Dans l’Ancien Testament,

L’espérance est vraiment placée en l’Éternel, dans son action et son accompagnement, car il réalisera ses promesses. Cette espérance n’est pas tellement l’espérance de la vie future (même pour ceux qui y croyaient alors), mais c’est l’espérance dans les coups de pouce de Dieu pour nous aider à vivre en ce monde, et c’est aussi l’espérance d’avoir le bonheur d’être avec lui, de le contempler et de le chanter.

À l’époque du Christ, bien des personnes attendaient la réalisation de ces espérances non seulement dans l’ordinaire de leur vie mais aussi d’une manière radicale, ultime, voire cosmique : la venue du Messie, du Christ, du Sauveur ultime de l’humanité et du temps, le vainqueur de la mort, pour l’éternité…
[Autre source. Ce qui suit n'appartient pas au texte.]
//! `FsRuntime` calls with C-style returns turned into `Result`s.

use std::ffi::CString;
use std::os::raw::c_int;

use fs_runtime::{errno, FsRuntime, OpenFlags};

use crate::error::{Error, Result};

fn last_error<R: FsRuntime>(runtime: &R) -> Error {
    Error::from_errno(runtime.get_errno())
}

pub(crate) fn open<R: FsRuntime>(
    runtime: &R,
    path: &str,
    flags: OpenFlags,
    perm: u32,
) -> Result<c_int> {
    let c_path = CString::new(path).map_err(|_| Error::InvalidArgument("path contains NUL"))?;
    let fd = runtime.open(&c_path, flags, perm);
    if fd < 0 {
        return Err(last_error(runtime));
    }
    Ok(fd)
}

/// One `read(2)`; `Ok(0)` is end of file.
pub(crate) fn read<R: FsRuntime>(runtime: &R, fd: c_int, buffer: &mut [u8]) -> Result<usize> {
    let n = runtime.read(fd, buffer);
    if n < 0 {
        return Err(last_error(runtime));
    }
    #[allow(clippy::cast_sign_loss)]
    Ok(n as usize)
}

/// One `write(2)`; returns the count accepted, at least one byte.
/// A zero count is reported as `EIO`.
pub(crate) fn write<R: FsRuntime>(runtime: &R, fd: c_int, buffer: &[u8]) -> Result<usize> {
    let n = runtime.write(fd, buffer);
    if n < 0 {
        return Err(last_error(runtime));
    }
    if n == 0 {
        return Err(Error::from_errno(errno::EIO));
    }
    #[allow(clippy::cast_sign_loss)]
    Ok((n as usize).min(buffer.len()))
}

pub(crate) fn close<R: FsRuntime>(runtime: &R, fd: c_int) -> Result<()> {
    if runtime.close(fd) < 0 {
        return Err(last_error(runtime));
    }
    Ok(())
}
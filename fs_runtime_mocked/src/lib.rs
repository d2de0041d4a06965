pub mod vfs;

pub use vfs::{MockFs, Syscall, SyscallCounts, WANT_ERROR};
//! Error types for DeepWiki
//!
//! All errors in the application are converted to `AppError`,
//! which implements `IntoResponse` for proper HTTP error responses.

use axum::http::StatusCode;
use axum::response::{IntoResponse, Response};
use thiserror::Error;

use crate::data::RemoteError;

/// Message shown when a favorite already exists for the post
pub const ALREADY_FAVORITED_MESSAGE: &str = "This post is already in your favorites";

/// Application-wide error type
///
/// This enum represents all possible errors that can occur
/// in the application. It implements `IntoResponse` to
/// automatically convert errors to appropriate HTTP responses.
#[derive(Debug, Error)]
pub enum AppError {
    /// Resource not found (404)
    #[error("Resource not found")]
    NotFound,

    /// Authentication required (401)
    #[error("Authentication required")]
    Unauthorized,

    /// Access denied (403)
    #[error("Access denied")]
    Forbidden,

    /// Validation error (400)
    ///
    /// Raised before any remote request is built.
    #[error("Validation error: {0}")]
    Validation(String),

    /// Unprocessable entity (422)
    #[error("Unprocessable entity: {0}")]
    Unprocessable(String),

    /// Duplicate favorite (409)
    #[error("This post is already in your favorites")]
    AlreadyFavorited,

    /// Remote data service failure (502)
    #[error("Remote data service error: {0}")]
    Remote(#[from] RemoteError),

    /// Configuration error (500)
    #[error("Configuration error: {0}")]
    Config(String),

    /// Template rendering error (500)
    #[error("Template error: {0}")]
    Template(#[from] askama::Error),

    /// Internal server error (500)
    #[error("Internal error: {0}")]
    Internal(#[from] anyhow::Error),
}

impl From<config::ConfigError> for AppError {
    fn from(err: config::ConfigError) -> Self {
        AppError::Config(err.to_string())
    }
}

impl AppError {
    /// HTTP status and short machine-readable kind for this error
    pub fn status_and_kind(&self) -> (StatusCode, &'static str) {
        match self {
            AppError::NotFound => (StatusCode::NOT_FOUND, "not_found"),
            AppError::Unauthorized => (StatusCode::UNAUTHORIZED, "unauthorized"),
            AppError::Forbidden => (StatusCode::FORBIDDEN, "forbidden"),
            AppError::Validation(_) => (StatusCode::BAD_REQUEST, "validation"),
            AppError::Unprocessable(_) => (StatusCode::UNPROCESSABLE_ENTITY, "unprocessable"),
            AppError::AlreadyFavorited => (StatusCode::CONFLICT, "already_favorited"),
            AppError::Remote(RemoteError::NotFound) => (StatusCode::NOT_FOUND, "not_found"),
            AppError::Remote(_) => (StatusCode::BAD_GATEWAY, "remote"),
            AppError::Config(_) => (StatusCode::INTERNAL_SERVER_ERROR, "config"),
            AppError::Template(_) => (StatusCode::INTERNAL_SERVER_ERROR, "template"),
            AppError::Internal(_) => (StatusCode::INTERNAL_SERVER_ERROR, "internal"),
        }
    }

    /// Message safe to show to the user
    ///
    /// Backend and internal details are logged, never displayed.
    pub fn user_message(&self) -> String {
        match self {
            AppError::Validation(msg) | AppError::Unprocessable(msg) => msg.clone(),
            AppError::AlreadyFavorited => ALREADY_FAVORITED_MESSAGE.to_string(),
            AppError::Remote(RemoteError::NotFound) | AppError::NotFound => {
                "Post not found or no longer available.".to_string()
            }
            AppError::Remote(_) => {
                "The data service is unavailable. Please try again.".to_string()
            }
            AppError::Config(msg) => msg.clone(),
            AppError::Template(_) | AppError::Internal(_) => "Internal server error".to_string(),
            AppError::Unauthorized | AppError::Forbidden => self.to_string(),
        }
    }
}

impl IntoResponse for AppError {
    /// Convert error to HTTP response
    ///
    /// Maps each error variant to appropriate HTTP status code
    /// and JSON error body.
    fn into_response(self) -> Response {
        use axum::Json;

        let (status, error_type) = self.status_and_kind();
        if status.is_server_error() || status == StatusCode::BAD_GATEWAY {
            tracing::error!(error = %self, kind = error_type, "Request failed");
        }

        use crate::metrics::ERRORS_TOTAL;
        ERRORS_TOTAL
            .with_label_values(&[error_type, "unknown"])
            .inc();

        let body = Json(serde_json::json!({
            "error": self.user_message(),
        }));

        (status, body).into_response()
    }
}

/// Result type alias using AppError
pub type Result<T> = std::result::Result<T, AppError>;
Plutôt la confiance et la responsabilité que l’espérance

Vu l’importance de l’espérance à son époque, le Christ a donc certainement supprimé délibérément la notion d’espérance dans son message, qui par ailleurs est nourri de la foi des Psaumes et des prophètes de l’espérance. Cette absence de la notion d’espérance dans la prédication du Christ est comme un silence assourdissant qui dit haut et fort que l’espérance des patriarches, des Psaumes et des prophètes est maintenant accomplie. Il n’est plus temps d’espérer mais il est temps de vivre la promesse accomplie. En effet, « le Royaume de Dieu s’est approché » nous dit Jésus, et même le Royaume nous appartient déjà, à chacun de nous, au présent. Selon le Christ, la question n’est donc plus celle d’espérer, mais plutôt de vivre de ce qui est déjà donné et d’en faire vivre les autres, d’embellir ce monde que Dieu aime.

Le message du Christ concernant l’avenir n’est plus celui de l’espérance mais c’est plutôt la confiance et la participation :

  • « Convertissez-vous, le Royaume de Dieu s’est approché » (Matthieu 4:17), c’est à dire tenir compte dans notre point de vue sur le présent et l’avenir de cette réalité qu’est le salut de Dieu donné en Christ.
  • « Ne crains pas, aie foi seulement » (Marc 5:36), cette confiance en Dieu n’est pas une attente abstraite, mais à vivre aujourd’hui, en relation avec lui.
  • « La paix soit avec vous ! Comme le Père m’a envoyé, moi aussi je vous envoie. » (Jean 20:21)

Dans cette attitude proposée par le Christ vis-à-vis de l’avenir, il reste bien des excellents éléments de l’espérance de l’Ancien Testament. Il reste une humilité devant cet inconnu plein de surprises qu’est l’avenir, il reste cette humilité devant Dieu, tellement plus sage et plus puissant que nous et dont le secours est irremplaçable.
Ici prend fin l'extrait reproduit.